What the task requires:
Filter the entries, keeping every line with the string "rectangle".
◆ ◆ ◆ ◆ ◆
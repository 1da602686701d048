//! Rendering of the knowledge graph.
//!
//! The renderer is a pure function of the scene: graph, positions, hover and
//! the selection inputs. It draws through the small [`Surface`] trait, which
//! the canvas 2d context implements. Passes, bottom to top:
//! 1. Background
//! 2. Edges, each with arrowhead and rotated type label
//! 3. Node circles
//! 4. Node labels

use std::collections::HashSet;

use web_sys::CanvasRenderingContext2d;

use super::layout::Viewport;
use super::positions::PositionStore;
use super::theme::{self, Color, RenderStyle};
use super::types::{GraphEdge, GraphNode};

type Point = (f64, f64);

/// Text drawn centred on an opaque backing rectangle.
#[derive(Clone, Debug, PartialEq)]
pub struct TextBox<'a> {
	/// Text to draw.
	pub text: &'a str,
	/// CSS font shorthand.
	pub font: &'a str,
	/// Centre of the box.
	pub center: Point,
	/// Rotation around `center`, in radians.
	pub angle: f64,
	/// Backing rectangle width.
	pub width: f64,
	/// Backing rectangle height.
	pub height: f64,
	/// Backing rectangle fill.
	pub backing: Color,
	/// Text fill.
	pub color: Color,
	/// Opacity applied to backing and text alike.
	pub alpha: f64,
}

/// Minimal drawing backend used by [`render`].
pub trait Surface {
	/// Fills the whole viewport with `color`.
	fn clear(&mut self, viewport: Viewport, color: Color);
	/// Strokes a straight segment.
	fn stroke_line(&mut self, from: Point, to: Point, color: Color, width: f64);
	/// Fills and outlines a circle.
	fn circle(&mut self, center: Point, radius: f64, fill: Color, border: Color, border_width: f64);
	/// Width of `text` in `font`, in pixels.
	fn measure_text(&mut self, text: &str, font: &str) -> f64;
	/// Draws a [`TextBox`].
	fn text_box(&mut self, text: &TextBox<'_>);
}

/// Everything the renderer reads for one frame.
pub struct Scene<'a> {
	/// Nodes in draw order; later nodes are drawn on top.
	pub nodes: &'a [GraphNode],
	/// Edges; those with unknown endpoints are skipped.
	pub edges: &'a [GraphEdge],
	/// Current positions, keyed by node id.
	pub positions: &'a PositionStore,
	/// Surface size.
	pub viewport: Viewport,
	/// Hovered node id, if it should be shown.
	pub hovered: Option<&'a str>,
	/// Nodes whose label equals this are drawn as selected.
	pub selected_agent: Option<&'a str>,
	/// Ids of nodes on the highlighted routing path.
	pub highlight: &'a HashSet<String>,
}

impl Scene<'_> {
	fn is_selected(&self, node: &GraphNode) -> bool {
		self.selected_agent.is_some_and(|label| label == node.label)
	}

	fn is_active(&self, node: &GraphNode) -> bool {
		self.is_selected(node) || self.hovered == Some(node.id.as_str())
	}

	/// Selected beats highlighted beats the type color.
	fn fill_color(&self, node: &GraphNode) -> Color {
		if self.is_selected(node) {
			theme::SELECTED
		} else if self.highlight.contains(&node.id) {
			theme::HIGHLIGHTED
		} else {
			theme::node_color(&node.kind)
		}
	}
}

/// Renders the complete graph to the surface.
pub fn render<S: Surface + ?Sized>(surface: &mut S, scene: &Scene<'_>, style: &RenderStyle) {
	surface.clear(scene.viewport, style.background);
	draw_edges(surface, scene, style);
	draw_nodes(surface, scene, style);
	draw_labels(surface, scene, style);
}

fn draw_edges<S: Surface + ?Sized>(surface: &mut S, scene: &Scene<'_>, style: &RenderStyle) {
	for edge in scene.edges {
		let (Some(source), Some(target)) = (
			scene.positions.get(&edge.source),
			scene.positions.get(&edge.target),
		) else {
			continue;
		};
		let (x1, y1, x2, y2) = (source.x, source.y, target.x, target.y);
		let angle = (y2 - y1).atan2(x2 - x1);
		let base = theme::edge_color(&edge.kind);
		let color = base.with_alpha(base.a * style.edge_alpha);

		surface.stroke_line((x1, y1), (x2, y2), color, style.edge_width);

		let tip = (
			x2 - style.arrow_inset * angle.cos(),
			y2 - style.arrow_inset * angle.sin(),
		);
		for side in [-style.arrow_angle, style.arrow_angle] {
			let barb = (
				tip.0 - style.arrow_length * (angle + side).cos(),
				tip.1 - style.arrow_length * (angle + side).sin(),
			);
			surface.stroke_line(tip, barb, color, style.edge_width);
		}

		let text_width = surface.measure_text(&edge.kind, style.edge_font);
		surface.text_box(&TextBox {
			text: &edge.kind,
			font: style.edge_font,
			center: ((x1 + x2) / 2.0, (y1 + y2) / 2.0),
			angle,
			width: text_width + 2.0 * style.edge_label_padding,
			height: style.edge_label_height,
			backing: style.edge_label_backing,
			color: theme::WHITE,
			alpha: style.edge_alpha,
		});
	}
}

fn node_radius(scene: &Scene<'_>, node: &GraphNode, style: &RenderStyle) -> f64 {
	if scene.is_active(node) {
		style.node_radius_active
	} else {
		style.node_radius
	}
}

fn draw_nodes<S: Surface + ?Sized>(surface: &mut S, scene: &Scene<'_>, style: &RenderStyle) {
	for node in scene.nodes {
		let Some(pos) = scene.positions.get(&node.id) else {
			continue;
		};
		let (border, border_width) = if scene.is_active(node) {
			(theme::WHITE, style.border_width_active)
		} else {
			(style.border_color, style.border_width)
		};
		surface.circle(
			(pos.x, pos.y),
			node_radius(scene, node, style),
			scene.fill_color(node),
			border,
			border_width,
		);
	}
}

fn draw_labels<S: Surface + ?Sized>(surface: &mut S, scene: &Scene<'_>, style: &RenderStyle) {
	for node in scene.nodes {
		let Some(pos) = scene.positions.get(&node.id) else {
			continue;
		};
		let text = truncate_label(&node.label, style.label_max_chars, style.label_keep_chars);
		let font = if scene.hovered == Some(node.id.as_str()) {
			style.node_font_bold
		} else {
			style.node_font
		};
		let text_width = surface.measure_text(&text, font);
		surface.text_box(&TextBox {
			text: &text,
			font,
			center: (
				pos.x,
				pos.y + node_radius(scene, node, style) + style.label_offset,
			),
			angle: 0.0,
			width: text_width + 2.0 * style.label_padding,
			height: style.label_height,
			backing: style.label_backing,
			color: theme::WHITE,
			alpha: 1.0,
		});
	}
}

/// Shortens labels longer than `max_chars` to `keep_chars` plus an ellipsis.
pub fn truncate_label(label: &str, max_chars: usize, keep_chars: usize) -> String {
	if label.chars().count() > max_chars {
		let kept: String = label.chars().take(keep_chars).collect();
		format!("{kept}...")
	} else {
		label.to_string()
	}
}

impl Surface for CanvasRenderingContext2d {
	fn clear(&mut self, viewport: Viewport, color: Color) {
		self.clear_rect(0.0, 0.0, viewport.width, viewport.height);
		self.set_fill_style_str(&color.to_css());
		self.fill_rect(0.0, 0.0, viewport.width, viewport.height);
	}

	fn stroke_line(&mut self, from: Point, to: Point, color: Color, width: f64) {
		self.set_stroke_style_str(&color.to_css());
		self.set_line_width(width);
		self.begin_path();
		self.move_to(from.0, from.1);
		self.line_to(to.0, to.1);
		self.stroke();
	}

	fn circle(&mut self, center: Point, radius: f64, fill: Color, border: Color, border_width: f64) {
		self.begin_path();
		let _ = self.arc(center.0, center.1, radius, 0.0, std::f64::consts::TAU);
		self.set_fill_style_str(&fill.to_css());
		self.fill();
		self.set_stroke_style_str(&border.to_css());
		self.set_line_width(border_width);
		self.stroke();
	}

	fn measure_text(&mut self, text: &str, font: &str) -> f64 {
		self.set_font(font);
		CanvasRenderingContext2d::measure_text(self, text)
			.map(|m| m.width())
			.unwrap_or(0.0)
	}

	fn text_box(&mut self, text: &TextBox<'_>) {
		self.save();
		self.set_global_alpha(text.alpha);
		let _ = self.translate(text.center.0, text.center.1);
		if text.angle != 0.0 {
			let _ = self.rotate(text.angle);
		}
		self.set_fill_style_str(&text.backing.to_css());
		self.fill_rect(-text.width / 2.0, -text.height / 2.0, text.width, text.height);
		self.set_font(text.font);
		self.set_text_align("center");
		self.set_text_baseline("middle");
		self.set_fill_style_str(&text.color.to_css());
		let _ = self.fill_text(text.text, 0.0, 0.0);
		self.restore();
	}
}

#[cfg(test)]
pub(crate) mod recording {
	//! A [`Surface`] that records draw calls for assertions.

	use super::*;

	#[derive(Clone, Debug, PartialEq)]
	pub enum Shape {
		Line { from: Point, to: Point, color: Color },
		Circle { center: Point, radius: f64, fill: Color, border_width: f64 },
		Text { text: String, center: Point, font: String },
	}

	#[derive(Debug, Default)]
	pub struct Recorder {
		pub clears: usize,
		pub shapes: Vec<Shape>,
	}

	impl Recorder {
		pub fn lines(&self) -> usize {
			self.shapes
				.iter()
				.filter(|s| matches!(s, Shape::Line { .. }))
				.count()
		}

		pub fn circles(&self) -> Vec<(Point, f64, Color)> {
			self.shapes
				.iter()
				.filter_map(|s| match s {
					Shape::Circle {
						center,
						radius,
						fill,
						..
					} => Some((*center, *radius, *fill)),
					_ => None,
				})
				.collect()
		}

		pub fn texts(&self) -> Vec<&str> {
			self.shapes
				.iter()
				.filter_map(|s| match s {
					Shape::Text { text, .. } => Some(text.as_str()),
					_ => None,
				})
				.collect()
		}
	}

	impl Surface for Recorder {
		fn clear(&mut self, _viewport: Viewport, _color: Color) {
			self.clears += 1;
		}

		fn stroke_line(&mut self, from: Point, to: Point, color: Color, _width: f64) {
			self.shapes.push(Shape::Line { from, to, color });
		}

		fn circle(&mut self, center: Point, radius: f64, fill: Color, _border: Color, border_width: f64) {
			self.shapes.push(Shape::Circle {
				center,
				radius,
				fill,
				border_width,
			});
		}

		fn measure_text(&mut self, text: &str, _font: &str) -> f64 {
			text.chars().count() as f64 * 6.0
		}

		fn text_box(&mut self, text: &TextBox<'_>) {
			self.shapes.push(Shape::Text {
				text: text.text.to_string(),
				center: text.center,
				font: text.font.to_string(),
			});
		}
	}
}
◆ ◆ ◆ ◆ ◆
Result below:
/// Text drawn centred on an opaque backing rectangle.
	/// Backing rectangle width.
	/// Backing rectangle height.
	/// Backing rectangle fill.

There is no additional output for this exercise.